Dataset entries:
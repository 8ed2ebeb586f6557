use super::error::Location;

/// All type-level declarations found at the top level of a source unit
#[derive(Debug, Clone, PartialEq, Default)]
pub struct SourceFile {
    pub declarations: Vec<TypeDeclaration>,
}

/// Where a declaration sits in the source text
#[derive(Debug, Clone, Copy, PartialEq, Default)]
pub struct Span {
    pub start: usize,
    pub end: usize,
    pub location: Location,
}

#[derive(Debug, Clone, PartialEq)]
pub struct TypeDeclaration {
    pub name: String,
    pub exported: bool,
    pub type_parameters: Vec<String>,
    pub body: DeclarationBody,
    /// Raw body of the JSDoc block directly above the declaration
    pub doc: Option<String>,
    pub span: Span,
}

#[derive(Debug, Clone, PartialEq)]
pub enum DeclarationBody {
    Interface {
        extends: Vec<TypeNode>,
        members: Vec<TypeMember>,
    },
    TypeAlias(TypeNode),
    Enum(Vec<EnumMember>),
}

#[derive(Debug, Clone, PartialEq)]
pub struct EnumMember {
    pub name: String,
    pub initializer: Option<LiteralType>,
}

#[derive(Debug, Clone, Copy, PartialEq, Eq)]
pub enum KeywordType {
    String,
    Number,
    Boolean,
    BigInt,
    Symbol,
    Any,
    Unknown,
    Never,
    Void,
    Undefined,
    Null,
    Object,
}

impl KeywordType {
    pub fn from_name(name: &str) -> Option<Self> {
        let keyword = match name {
            "string" => KeywordType::String,
            "number" => KeywordType::Number,
            "boolean" => KeywordType::Boolean,
            "bigint" => KeywordType::BigInt,
            "symbol" => KeywordType::Symbol,
            "any" => KeywordType::Any,
            "unknown" => KeywordType::Unknown,
            "never" => KeywordType::Never,
            "void" => KeywordType::Void,
            "undefined" => KeywordType::Undefined,
            "null" => KeywordType::Null,
            "object" => KeywordType::Object,
            _ => return None,
        };
        Some(keyword)
    }
}

#[derive(Debug, Clone, PartialEq)]
pub enum LiteralType {
    String(String),
    /// Kept as written so that `1.50` round-trips untouched
    Number(String),
    Boolean(bool),
}

#[derive(Debug, Clone, Copy, PartialEq, Eq)]
pub enum TypeOperator {
    Readonly,
    Keyof,
}

#[derive(Debug, Clone, PartialEq)]
pub enum TypeNode {
    Keyword(KeywordType),
    Literal(LiteralType),
    Reference {
        name: String,
        type_arguments: Vec<TypeNode>,
    },
    Array(Box<TypeNode>),
    Tuple(Vec<TupleElement>),
    Object(Vec<TypeMember>),
    Union(Vec<TypeNode>),
    Intersection(Vec<TypeNode>),
    Parenthesized(Box<TypeNode>),
    Function {
        parameters: Vec<Parameter>,
        return_type: Box<TypeNode>,
    },
    IndexedAccess {
        object: Box<TypeNode>,
        index: Box<TypeNode>,
    },
    Operator {
        operator: TypeOperator,
        operand: Box<TypeNode>,
    },
    /// `typeof value`
    Query(String),
    /// Syntax that was recognised but has no structural model (conditional,
    /// mapped and template types)
    Unsupported(String),
}

impl TypeNode {
    pub fn reference(name: &str) -> Self {
        TypeNode::Reference {
            name: name.to_string(),
            type_arguments: Vec::new(),
        }
    }
}

#[derive(Debug, Clone, PartialEq)]
pub struct TupleElement {
    pub type_node: TypeNode,
    pub optional: bool,
    pub rest: bool,
}

#[derive(Debug, Clone, PartialEq)]
pub struct Parameter {
    pub name: String,
    pub optional: bool,
    pub rest: bool,
    pub type_node: TypeNode,
}

#[derive(Debug, Clone, PartialEq)]
pub enum TypeMember {
    Property(PropertySignature),
    Index(IndexSignature),
}

#[derive(Debug, Clone, PartialEq)]
pub struct PropertySignature {
    pub name: String,
    pub optional: bool,
    pub readonly: bool,
    pub type_node: TypeNode,
    pub doc: Option<String>,
}

/// `[key: string]: Value`
#[derive(Debug, Clone, PartialEq)]
pub struct IndexSignature {
    pub key_name: String,
    pub key_type: TypeNode,
    pub value_type: TypeNode,
    pub doc: Option<String>,
}

impl SourceFile {
    pub fn new() -> Self {
        SourceFile {
            declarations: Vec::new(),
        }
    }

    pub fn get(&self, name: &str) -> Option<&TypeDeclaration> {
        self.declarations.iter().find(|d| d.name == name)
    }
}

impl TypeDeclaration {
    pub fn is_enum(&self) -> bool {
        matches!(self.body, DeclarationBody::Enum(_))
    }
}

#[cfg(test)]
mod tests {
    use super::*;

    #[test]
    fn test_create_source_file() {
        let mut source = SourceFile::new();
        source.declarations.push(TypeDeclaration {
            name: "Person".to_string(),
            exported: true,
            type_parameters: Vec::new(),
            body: DeclarationBody::Interface {
                extends: Vec::new(),
                members: vec![TypeMember::Property(PropertySignature {
                    name: "name".to_string(),
                    optional: false,
                    readonly: false,
                    type_node: TypeNode::Keyword(KeywordType::String),
                    doc: None,
                })],
            },
            doc: None,
            span: Span::default(),
        });
        source.declarations.push(TypeDeclaration {
            name: "Role".to_string(),
            exported: false,
            type_parameters: Vec::new(),
            body: DeclarationBody::Enum(vec![EnumMember {
                name: "Admin".to_string(),
                initializer: None,
            }]),
            doc: None,
            span: Span::default(),
        });

        assert!(source.get("Person").is_some());
        assert!(source.get("Missing").is_none());
        assert!(source.get("Role").map(|d| d.is_enum()).unwrap_or(false));
    }

    #[test]
    fn test_keyword_names() {
        assert_eq!(KeywordType::from_name("bigint"), Some(KeywordType::BigInt));
        assert_eq!(KeywordType::from_name("String"), None);
    }
}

▶ Exercise instructions
What lines in the entries contain "that"? Report each one by copying it.

▶ Output for this task
    /// Kept as written so that `1.50` round-trips untouched
    /// Syntax that was recognised but has no structural model (conditional,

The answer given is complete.